=== What to work on ===
Please return each record exactly as it stands.

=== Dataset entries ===

/---

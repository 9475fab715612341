//! Collocate command: step through a period matching model fields with
//! observations and appending to the monthly collocation files.

use anyhow::{bail, Context, Result};
use chrono::TimeDelta;
use tracing::{info, info_span, warn};

use nereus_collocate::{collocate, filter_observations, MatchRecord};
use nereus_io::{
    append_collocation, coll_dir, coll_filename, list_swath_files, read_swath_files,
    CollocationRows, IoError, ModelSpec,
};
use nereus_temporal::datetimes_to_epoch_offsets;

use crate::cli::CollocateArgs;
use crate::convert;

/// Run the collocation batch for one satellite, model, and region.
pub fn run(args: CollocateArgs) -> Result<()> {
    let _cmd = info_span!("collocate").entered();
    let config = convert::load_config(&args.config)?;
    let start = convert::parse_date(&args.start_date)?;
    let end = convert::parse_date(&args.end_date)?;
    if end < start {
        bail!("end date {end} precedes start date {start}");
    }
    let model = convert::build_model_spec(&args.model, convert::model_toml(&config, &args.model)?)?;
    let region = convert::build_region(&config, &args.region)?;
    let coll_config = convert::build_collocation_config(&config);
    let timewin = config.collocation.timewin_minutes;
    let step = TimeDelta::hours(i64::from(config.collocation.step_hours.max(1)));
    let lead_times = &config.collocation.lead_times;

    // Bad lead times are configuration errors; reject them before any work.
    for &lead in lead_times {
        model
            .check_lead_time(start, lead)
            .with_context(|| format!("lead time {lead} h cannot be served"))?;
    }

    let root = config.paths.download_root.join(&args.sat);
    let files = list_swath_files(&root, &args.sat, start, end, timewin)?;
    let swath = read_swath_files(&files)?;
    info!(sat = %args.sat, files = files.len(), samples = swath.len(), "swath assembled");

    let mut total = 0usize;
    let mut valid_time = start;
    while valid_time <= end {
        let subset = filter_observations(&swath, &region, valid_time, None, timewin);
        if subset.is_empty() {
            info!(%valid_time, "no observations in window, skipping step");
            valid_time += step;
            continue;
        }

        for &lead in lead_times {
            let records = match collocate_step(&model, valid_time, lead, &subset, &coll_config) {
                Ok(records) => records,
                Err(StepError::Fatal(e)) => return Err(e),
                Err(StepError::Skip(e)) => {
                    warn!(%valid_time, lead, error = %e, "step failed, continuing");
                    continue;
                }
            };
            if records.is_empty() {
                info!(%valid_time, lead, "no collocated values");
                continue;
            }

            let rows = to_rows(&model, &records);
            let dir = coll_dir(&config.paths.output_root, &args.sat, valid_time);
            let path = dir.join(coll_filename(&model.name, &args.sat, lead, valid_time));
            append_collocation(&path, model.basetime, &rows)
                .with_context(|| format!("failed to append to {}", path.display()))?;
            info!(%valid_time, lead, matches = records.len(), file = %path.display(), "records appended");
            total += records.len();
        }
        valid_time += step;
    }
    info!(total, "collocation batch complete");
    Ok(())
}

enum StepError {
    /// Configuration-level failure that aborts the run.
    Fatal(anyhow::Error),
    /// Per-step data availability failure; the batch continues.
    Skip(IoError),
}

fn collocate_step(
    model: &ModelSpec,
    valid_time: chrono::NaiveDateTime,
    lead: u32,
    subset: &nereus_collocate::ObsSubset,
    config: &nereus_collocate::CollocationConfig,
) -> Result<Vec<MatchRecord>, StepError> {
    let field = nereus_io::read_model_field(model, valid_time, lead).map_err(|e| match e {
        fatal @ IoError::LeadTimeUnavailable { .. } => StepError::Fatal(fatal.into()),
        recoverable => StepError::Skip(recoverable),
    })?;
    collocate(&field, subset, config).map_err(|e| StepError::Fatal(e.into()))
}

fn to_rows(model: &ModelSpec, records: &[MatchRecord]) -> CollocationRows {
    let times: Vec<chrono::NaiveDateTime> = records.iter().map(|r| r.time).collect();
    CollocationRows {
        times: datetimes_to_epoch_offsets(model.basetime, &times),
        model_hs: records.iter().map(|r| r.model_hs).collect(),
        model_lons: records.iter().map(|r| r.model_lon).collect(),
        model_lats: records.iter().map(|r| r.model_lat).collect(),
        obs_hs: records.iter().map(|r| r.obs_hs).collect(),
        obs_lons: records.iter().map(|r| r.obs_lon).collect(),
        obs_lats: records.iter().map(|r| r.obs_lat).collect(),
        dists: records.iter().map(|r| r.distance_km).collect(),
    }
}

\---

=== Exercise solution ===
repository 9475fab715612341
//! Collocate command: step through a period matching model fields with
//! observations and appending to the monthly collocation files.

use anyhow::{bail, Context, Result};
use chrono::TimeDelta;
use tracing::{info, info_span, warn};

use nereus_collocate::{collocate, filter_observations, MatchRecord};
use nereus_io::{
    append_collocation, coll_dir, coll_filename, list_swath_files, read_swath_files,
    CollocationRows, IoError, ModelSpec,
};
use nereus_temporal::datetimes_to_epoch_offsets;

use crate::cli::CollocateArgs;
use crate::convert;

/// Run the collocation batch for one satellite, model, and region.
pub fn run(args: CollocateArgs) -> Result<()> {
    let _cmd = info_span!("collocate").entered();
    let config = convert::load_config(&args.config)?;
    let start = convert::parse_date(&args.start_date)?;
    let end = convert::parse_date(&args.end_date)?;
    if end < start {
        bail!("end date {end} precedes start date {start}");
    }
    let model = convert::build_model_spec(&args.model, convert::model_toml(&config, &args.model)?)?;
    let region = convert::build_region(&config, &args.region)?;
    let coll_config = convert::build_collocation_config(&config);
    let timewin = config.collocation.timewin_minutes;
    let step = TimeDelta::hours(i64::from(config.collocation.step_hours.max(1)));
    let lead_times = &config.collocation.lead_times;

    // Bad lead times are configuration errors; reject them before any work.
    for &lead in lead_times {
        model
            .check_lead_time(start, lead)
            .with_context(|| format!("lead time {lead} h cannot be served"))?;
    }

    let root = config.paths.download_root.join(&args.sat);
    let files = list_swath_files(&root, &args.sat, start, end, timewin)?;
    let swath = read_swath_files(&files)?;
    info!(sat = %args.sat, files = files.len(), samples = swath.len(), "swath assembled");

    let mut total = 0usize;
    let mut valid_time = start;
    while valid_time <= end {
        let subset = filter_observations(&swath, &region, valid_time, None, timewin);
        if subset.is_empty() {
            info!(%valid_time, "no observations in window, skipping step");
            valid_time += step;
            continue;
        }

        for &lead in lead_times {
            let records = match collocate_step(&model, valid_time, lead, &subset, &coll_config) {
                Ok(records) => records,
                Err(StepError::Fatal(e)) => return Err(e),
                Err(StepError::Skip(e)) => {
                    warn!(%valid_time, lead, error = %e, "step failed, continuing");
                    continue;
                }
            };
            if records.is_empty() {
                info!(%valid_time, lead, "no collocated values");
                continue;
            }

            let rows = to_rows(&model, &records);
            let dir = coll_dir(&config.paths.output_root, &args.sat, valid_time);
            let path = dir.join(coll_filename(&model.name, &args.sat, lead, valid_time));
            append_collocation(&path, model.basetime, &rows)
                .with_context(|| format!("failed to append to {}", path.display()))?;
            info!(%valid_time, lead, matches = records.len(), file = %path.display(), "records appended");
            total += records.len();
        }
        valid_time += step;
    }
    info!(total, "collocation batch complete");
    Ok(())
}

enum StepError {
    /// Configuration-level failure that aborts the run.
    Fatal(anyhow::Error),
    /// Per-step data availability failure; the batch continues.
    Skip(IoError),
}

fn collocate_step(
    model: &ModelSpec,
    valid_time: chrono::NaiveDateTime,
    lead: u32,
    subset: &nereus_collocate::ObsSubset,
    config: &nereus_collocate::CollocationConfig,
) -> Result<Vec<MatchRecord>, StepError> {
    let field = nereus_io::read_model_field(model, valid_time, lead).map_err(|e| match e {
        fatal @ IoError::LeadTimeUnavailable { .. } => StepError::Fatal(fatal.into()),
        recoverable => StepError::Skip(recoverable),
    })?;
    collocate(&field, subset, config).map_err(|e| StepError::Fatal(e.into()))
}

fn to_rows(model: &ModelSpec, records: &[MatchRecord]) -> CollocationRows {
    let times: Vec<chrono::NaiveDateTime> = records.iter().map(|r| r.time).collect();
    CollocationRows {
        times: datetimes_to_epoch_offsets(model.basetime, &times),
        model_hs: records.iter().map(|r| r.model_hs).collect(),
        model_lons: records.iter().map(|r| r.model_lon).collect(),
        model_lats: records.iter().map(|r| r.model_lat).collect(),
        obs_hs: records.iter().map(|r| r.obs_hs).collect(),
        obs_lons: records.iter().map(|r| r.obs_lon).collect(),
        obs_lats: records.iter().map(|r| r.obs_lat).collect(),
        dists: records.iter().map(|r| r.distance_km).collect(),
    }
}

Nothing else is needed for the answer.